- Born: 1950 (age 75–76) Essen, Belgium
- Education: Design Academy Eindhoven, ArtEZ Institute of the Arts, Royal University College of Fine Arts
- Known for: Photography

= Herman van den Boom =

Belgian photographer (born 1950)

Herman van den Boom (born 1950) is a Belgian photographer, artist, and designer.

Van den Boom received his education at the Eindhoven's Academy for Industrial Design (1968–1970), at the Academy for Fine Arts Enschede (now known as ArtEZ Institute of the Arts) (1970–1974), and at the Royal University College of Fine Arts in Stockholm (1970). He became a photography professor later in his career and taught at the AKI (1978–1980), the Royal Academy of Fine Arts (Antwerp) (HISK, 2002), and at the Academy for Fine Arts Maastricht (2003 and 2005), and lately at the Foto Factory, Amsterdam.

Travelling is a central element in his work and many of his photographs are taken on the road. Belgium, the United States, France, Spain, Germany, the United Kingdom, and Mexico, among others, appear in his pictures. Van den Boom works mainly with photographs, although he has also produced collages and sculptures. His photographs are both black and white and colour images with nature, cityscapes and human figures as a main subject. The resulting product evokes the poetry of the real world, in search of striking vantage points and light effects.

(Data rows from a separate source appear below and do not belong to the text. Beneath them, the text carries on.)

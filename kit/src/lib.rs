#![deny(
    unsafe_code,
    clippy::unwrap_used,
    clippy::expect_used,
    clippy::panic,
    clippy::todo,
    clippy::unimplemented,
    clippy::dbg_macro
)]
pub use csvflow_core::*;
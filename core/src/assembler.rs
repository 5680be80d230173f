//! Record assembly from the token stream.

use std::collections::HashSet;

use crate::cancel::CancelToken;
use crate::config::AssemblerConfig;
use crate::error::{Error, ErrorContext};
use crate::token::{Record, Token};

/// Folds located tokens into records keyed by the header row.
///
/// The first record delimiter captures the accumulated row as the header
/// unless an explicit header was configured; the header is immutable once
/// known. Records are emitted lazily, one per terminated dirty row, plus one
/// final record for an unterminated last line at flush.
///
/// # Example
///
/// ```
/// use csvflow_core::{AssemblerConfig, Lexer, LexerConfig, RecordAssembler};
///
/// let mut lexer = Lexer::new(LexerConfig::default())?;
/// let mut assembler = RecordAssembler::new(AssemblerConfig::default())?;
///
/// let tokens: Vec<_> = lexer
///     .finish_with("name,city\nAlice,Lisbon")?
///     .collect::<Result<_, _>>()?;
/// let records: Vec<_> = assembler.finish_with(tokens).collect::<Result<_, _>>()?;
///
/// assert_eq!(records.len(), 1);
/// assert_eq!(records[0]["name"], "Alice");
/// assert_eq!(records[0]["city"], "Lisbon");
/// # Ok::<(), csvflow_core::Error>(())
/// ```
#[derive(Debug)]
pub struct RecordAssembler {
    max_field_count: usize,
    skip_empty_lines: bool,
    source: Option<String>,
    cancel: Option<CancelToken>,

    header: Option<Vec<String>>,
    field_index: usize,
    /// Per-row accumulator indexed by column; unassigned slots read as the
    /// empty string, which is how a delimiter with no field between counts
    /// as an empty field.
    row: Vec<String>,
    dirty: bool,
    row_number: usize,
    flushed: bool,
}

impl RecordAssembler {
    /// Validates `config` and constructs the assembler. An explicit header
    /// bypasses capture but is subject to the same checks as a captured one.
    pub fn new(config: AssemblerConfig) -> Result<Self, Error> {
        config.validate()?;
        let AssemblerConfig {
            max_field_count,
            skip_empty_lines,
            header,
            source,
            cancel,
        } = config;
        let mut assembler = Self {
            max_field_count,
            skip_empty_lines,
            source,
            cancel,
            header: None,
            field_index: 0,
            row: Vec::new(),
            dirty: false,
            row_number: 1,
            flushed: false,
        };
        if let Some(header) = header {
            assembler.set_header(header)?;
        }
        Ok(assembler)
    }

    /// Assemble in streaming mode: partial-row state is retained across
    /// calls. `tokens` may be a single `Option<Token>`, a vector, or any
    /// other token iterable.
    pub fn feed<I>(&mut self, tokens: I) -> Records<'_, I::IntoIter>
    where
        I: IntoIterator<Item = Token>,
    {
        self.assemble(tokens, true)
    }

    /// Process `tokens`, then finalize: a dirty row with a captured header
    /// becomes one last record. The assembler is terminal afterwards.
    pub fn finish_with<I>(&mut self, tokens: I) -> Records<'_, I::IntoIter>
    where
        I: IntoIterator<Item = Token>,
    {
        self.assemble(tokens, false)
    }

    /// Finalize without new input.
    pub fn finish(&mut self) -> Records<'_, std::iter::Empty<Token>> {
        self.assemble(std::iter::empty(), false)
    }

    /// The captured (or configured) header, once known.
    pub fn header(&self) -> Option<&[String]> {
        self.header.as_deref()
    }

    fn assemble<I>(&mut self, tokens: I, stream: bool) -> Records<'_, I::IntoIter>
    where
        I: IntoIterator<Item = Token>,
    {
        Records {
            assembler: self,
            tokens: tokens.into_iter(),
            stream,
            done: false,
        }
    }

    fn context(&self) -> ErrorContext {
        ErrorContext {
            position: None,
            row_number: Some(self.row_number),
            source: self.source.clone(),
        }
    }

    fn set_header(&mut self, header: Vec<String>) -> Result<(), Error> {
        if header.is_empty() {
            return Err(Error::EmptyHeader {
                context: self.context(),
            });
        }
        if header.len() > self.max_field_count {
            return Err(Error::FieldCountOverflow {
                count: header.len(),
                max: self.max_field_count,
                context: self.context(),
            });
        }
        let mut seen = HashSet::with_capacity(header.len());
        for name in &header {
            if !seen.insert(name.as_str()) {
                return Err(Error::DuplicateHeader {
                    name: name.clone(),
                    context: self.context(),
                });
            }
        }
        self.header = Some(header);
        Ok(())
    }

    fn process(&mut self, token: Token) -> Result<Option<Record>, Error> {
        self.row_number = token.location().row_number;
        match token {
            Token::FieldDelimiter { .. } => {
                self.field_index += 1;
                if self.field_index + 1 > self.max_field_count {
                    return Err(Error::FieldCountOverflow {
                        count: self.field_index + 1,
                        max: self.max_field_count,
                        context: self.context(),
                    });
                }
                self.dirty = true;
                Ok(None)
            }
            Token::Field { value, .. } => {
                if self.row.len() <= self.field_index {
                    self.row.resize(self.field_index + 1, String::new());
                }
                self.row[self.field_index] = value;
                self.dirty = true;
                Ok(None)
            }
            Token::RecordDelimiter { .. } => {
                let record = if self.header.is_none() {
                    let header = std::mem::take(&mut self.row);
                    self.set_header(header)?;
                    None
                } else if self.dirty {
                    Some(self.take_record())
                } else if !self.skip_empty_lines {
                    Some(self.empty_record())
                } else {
                    None
                };
                self.reset_row();
                Ok(record)
            }
        }
    }

    /// Zip header names with the accumulated row. Missing trailing values
    /// read as the empty string; values past the header length are dropped.
    fn take_record(&mut self) -> Record {
        let Self { header, row, .. } = self;
        let names = header.as_deref().unwrap_or_default();
        let mut record = Record::with_capacity(names.len());
        for (index, name) in names.iter().enumerate() {
            let value = row.get_mut(index).map(std::mem::take).unwrap_or_default();
            record.insert(name.clone(), value);
        }
        record
    }

    fn empty_record(&self) -> Record {
        let names = self.header.as_deref().unwrap_or_default();
        names
            .iter()
            .map(|name| (name.clone(), String::new()))
            .collect()
    }

    fn reset_row(&mut self) {
        self.field_index = 0;
        self.row.clear();
        self.dirty = false;
    }

    fn flush_record(&mut self) -> Option<Record> {
        if self.dirty && self.header.is_some() {
            let record = self.take_record();
            self.reset_row();
            Some(record)
        } else {
            None
        }
    }
}

/// Lazy record sequence over incoming tokens.
///
/// Produced by [`RecordAssembler::feed`], [`RecordAssembler::finish_with`],
/// and [`RecordAssembler::finish`]. Fused after exhaustion or an error.
#[derive(Debug)]
pub struct Records<'a, I> {
    assembler: &'a mut RecordAssembler,
    tokens: I,
    stream: bool,
    done: bool,
}

impl<I> Iterator for Records<'_, I>
where
    I: Iterator<Item = Token>,
{
    type Item = Result<Record, Error>;

    fn next(&mut self) -> Option<Self::Item> {
        if self.done {
            return None;
        }
        loop {
            if let Some(cancel) = &self.assembler.cancel {
                if let Err(err) = cancel.check() {
                    self.done = true;
                    return Some(Err(err));
                }
            }
            match self.tokens.next() {
                Some(token) => {
                    if self.assembler.flushed {
                        self.done = true;
                        return Some(Err(Error::AlreadyFlushed {
                            stage: "assembler",
                        }));
                    }
                    match self.assembler.process(token) {
                        Ok(Some(record)) => return Some(Ok(record)),
                        Ok(None) => {}
                        Err(err) => {
                            self.done = true;
                            return Some(Err(err));
                        }
                    }
                }
                None => {
                    self.done = true;
                    if !self.stream && !self.assembler.flushed {
                        self.assembler.flushed = true;
                        return self.assembler.flush_record().map(Ok);
                    }
                    return None;
                }
            }
        }
    }
}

"Herman van den Boom's ability to notice details that he then plays against the broader backgrounds of society and culture turn his work into esthetical, intriguing studies in human landscape that should be approached as metaphors questioning the way we are and live as human beings."

In 2010 he won the Sony World Wide Photography Award for Landscape photography and in 2014 for Architecture photography. In 2010 he also received Honorable Mention by Curator Roxana Marcocci of the Museum of Modern Art New York for his work at the SantaFe Photofestival. In 2013 he received the Prix de la Decouverte of the Bibliothèque nationale in Paris. He had a solo exhibition in the Museum for Photography in Charleroi, and a presentation in BOZAR, Brussels.

There are several of his works in the permanent collection of museums and galleries, such as the Stedelijk Museum Amsterdam, the Hague's City Museum, the Prentenkabinet of the University of Leiden, the Antwerpen's Photography Museum, the International Center of Photography in New York, Museum of Contemporary Art Rio de Janeiro, museum for Photography Charleroi and the Lieu Art Contemporain in Sigean.